`descent` Recursive Descent Parser Generator

A recursive descent parser generator that produces high-performance callback-based parsers from declarative .desc specifications.

See also:

SYNTAX.md - Complete .desc DSL syntax reference
characters.md - Character, String, and Class literal specification

Philosophy

The DSL describes what to parse.

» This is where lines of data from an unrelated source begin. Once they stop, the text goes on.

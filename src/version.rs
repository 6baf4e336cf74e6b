//! Build metadata embedded by build.rs

use std::fmt;

/// Build information embedded at compile time
#[derive(Debug, Clone)]
pub struct BuildInfo {
    pub name: &'static str,
    pub version: &'static str,
    /// Short commit hash, "unknown" outside a git checkout
    pub git_hash: &'static str,
    pub git_branch: &'static str,
    git_dirty: &'static str,
    pub build_timestamp: &'static str,
    pub target: &'static str,
    pub profile: &'static str,
    pub rustc_version: &'static str,
}

impl BuildInfo {
    pub const fn current() -> Self {
        Self {
            name: env!("CARGO_PKG_NAME"),
            version: env!("CARGO_PKG_VERSION"),
            git_hash: env!("PRESENCE_ROLES_GIT_HASH"),
            git_branch: env!("PRESENCE_ROLES_GIT_BRANCH"),
            git_dirty: env!("PRESENCE_ROLES_GIT_DIRTY"),
            build_timestamp: env!("PRESENCE_ROLES_BUILD_TIMESTAMP"),
            target: env!("PRESENCE_ROLES_TARGET"),
            profile: env!("PRESENCE_ROLES_PROFILE"),
            rustc_version: env!("PRESENCE_ROLES_RUSTC_VERSION"),
        }
    }

    pub fn is_dirty(&self) -> bool {
        self.git_dirty == "true"
    }

    /// Version with commit, e.g. "0.1.0-abc1234"
    pub fn full_version(&self) -> String {
        let dirty = if self.is_dirty() { "-dirty" } else { "" };
        format!("{}-{}{}", self.version, self.git_hash, dirty)
    }

    /// User-Agent sent with feed requests
    pub fn user_agent(&self) -> String {
        format!("{}/{}", self.name, self.full_version())
    }
}

impl fmt::Display for BuildInfo {
    fn fmt(&self, f: &mut fmt::Formatter<'_>) -> fmt::Result {
        writeln!(f, "{} {}", self.name, self.full_version())?;
        writeln!(f)?;
        writeln!(f, "  Git Branch: {}", self.git_branch)?;
        writeln!(f, "  Built:      {}", self.build_timestamp)?;
        writeln!(f, "  Profile:    {}", self.profile)?;
        writeln!(f, "  Target:     {}", self.target)?;
        writeln!(f, "  Compiler:   {}", self.rustc_version)?;
        Ok(())
    }
}

pub fn build_info() -> BuildInfo {
    BuildInfo::current()
}

pub fn print_version() {
    print!("{}", build_info());
}
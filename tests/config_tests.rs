//! Configuration system tests
//!
//! Tests configuration loading, validation, and environment overrides

mod common;

use std::fs;
use std::path::PathBuf;

use common::{bot_cmd, invalid_config_fixture, valid_config_fixture};
use predicates::prelude::*;
use tempfile::TempDir;

/// Test fixture for configuration testing
struct ConfigFixture {
    _temp_dir: TempDir,
    config_path: PathBuf,
}

impl ConfigFixture {
    fn new(content: &str) -> Self {
        let temp_dir = TempDir::new().unwrap();
        let config_path = temp_dir.path().join("config.toml");
        fs::write(&config_path, content).unwrap();
        Self {
            _temp_dir: temp_dir,
            config_path,
        }
    }

    fn validate(&self) -> assert_cmd::assert::Assert {
        bot_cmd()
            .arg("config")
            .arg("validate")
            .arg("--config")
            .arg(&self.config_path)
            .assert()
    }
}

// ─────────────────────────────────────────────────────────────────
// Valid Configuration Tests
// ─────────────────────────────────────────────────────────────────

#[test]
fn test_builtin_ids_only_config() {
    ConfigFixture::new(
        r#"
[feed]
music_app_id = "111"
podcast_app_id = "222"
"#,
    )
    .validate()
    .success();
}

#[test]
fn test_valid_fixture() {
    bot_cmd()
        .arg("config")
        .arg("validate")
        .arg("--config")
        .arg(valid_config_fixture())
        .assert()
        .success()
        .stdout(predicate::str::contains("Configuration is valid"));
}

#[test]
fn test_show_reflects_file_values() {
    bot_cmd()
        .arg("config")
        .arg("show")
        .arg("--config")
        .arg(valid_config_fixture())
        .assert()
        .success()
        .stdout(predicate::str::contains("interval_secs = 3600"))
        .stdout(predicate::str::contains("run_on_start = false"));
}

#[test]
fn test_env_overrides_file() {
    bot_cmd()
        .env("PRESENCE_ROLES_SYNC_INTERVAL_SECS", "120")
        .env("PRESENCE_ROLES_FEED_URL", "https://other.example.com/players.json")
        .arg("config")
        .arg("show")
        .arg("--config")
        .arg(valid_config_fixture())
        .assert()
        .success()
        .stdout(predicate::str::contains("interval_secs = 120"))
        .stdout(predicate::str::contains("https://other.example.com/players.json"));
}

#[test]
fn test_config_path_from_env() {
    bot_cmd()
        .env("PRESENCE_ROLES_CONFIG", valid_config_fixture())
        .arg("config")
        .arg("show")
        .assert()
        .success()
        .stdout(predicate::str::contains("podcast_app_id = \"222\""));
}

// ─────────────────────────────────────────────────────────────────
// Invalid Configuration Tests
// ─────────────────────────────────────────────────────────────────

#[test]
fn test_invalid_fixture() {
    bot_cmd()
        .arg("config")
        .arg("validate")
        .arg("--config")
        .arg(invalid_config_fixture())
        .assert()
        .failure()
        .code(10)
        .stderr(predicate::str::contains("E102"));
}

#[test]
fn test_empty_config_requires_builtin_ids() {
    ConfigFixture::new("")
        .validate()
        .failure()
        .code(10)
        .stderr(predicate::str::contains("feed.music_app_id"));
}

#[test]
fn test_missing_podcast_app_id() {
    ConfigFixture::new(
        r#"
[feed]
music_app_id = "111"
"#,
    )
    .validate()
    .failure()
    .stderr(predicate::str::contains("feed.podcast_app_id"));
}

#[test]
fn test_non_http_feed_url() {
    ConfigFixture::new(
        r#"
[feed]
url = "wss://feed.example.com"
"#,
    )
    .validate()
    .failure()
    .stderr(predicate::str::contains("http"));
}

#[test]
fn test_throttle_not_below_retention() {
    ConfigFixture::new(
        r#"
[sync]
min_retention_update_interval_secs = 100
max_user_app_retention_secs = 100
"#,
    )
    .validate()
    .failure();
}

#[test]
fn test_zero_mutation_timeout() {
    ConfigFixture::new(
        r#"
[sync]
mutation_timeout_secs = 0
"#,
    )
    .validate()
    .failure()
    .stderr(predicate::str::contains("mutation_timeout_secs"));
}

#[test]
fn test_invalid_log_level() {
    ConfigFixture::new(
        r#"
[logging]
level = "loud"
"#,
    )
    .validate()
    .failure();
}

#[test]
fn test_malformed_toml() {
    ConfigFixture::new(
        r#"
[feed
url = "https://feed.example.com"
"#,
    )
    .validate()
    .failure()
    .stderr(predicate::str::contains("E101"));
}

The generator figures out how.

Type-driven emit: Return types determine events, no explicit emit() needed
Inferred EOF: Default EOF behavior derived from context (|eof available for explicit control)
Auto SCAN: SIMD-accelerated scanning inferred from state structure
True recursion: Call stack IS the element stack
Minimal state: Small functions compose into complex parsers

Installation

gem install descent

Or in your Gemfile:

gem 'descent'

Usage

# Generate Rust parser (to stdout)
descent generate parser.desc

# Generate with output file
descent generate parser.desc -o parser.rs

# Generate with debug tracing enabled
descent generate parser.desc --trace

# Validate .desc file without generating
descent validate parser.desc

# Debug: inspect tokens, AST, or IR
descent debug parser.desc
descent debug --tokens parser.desc
descent debug --ast parser.desc

# Show help
descent --help
descent generate --help

The `.desc` DSL

.desc files are valid UDON documents (enabling future bootstrapping). The format uses pipe-delimited declarations.

Document Structure

|parser myparser                    ; Parser name (required)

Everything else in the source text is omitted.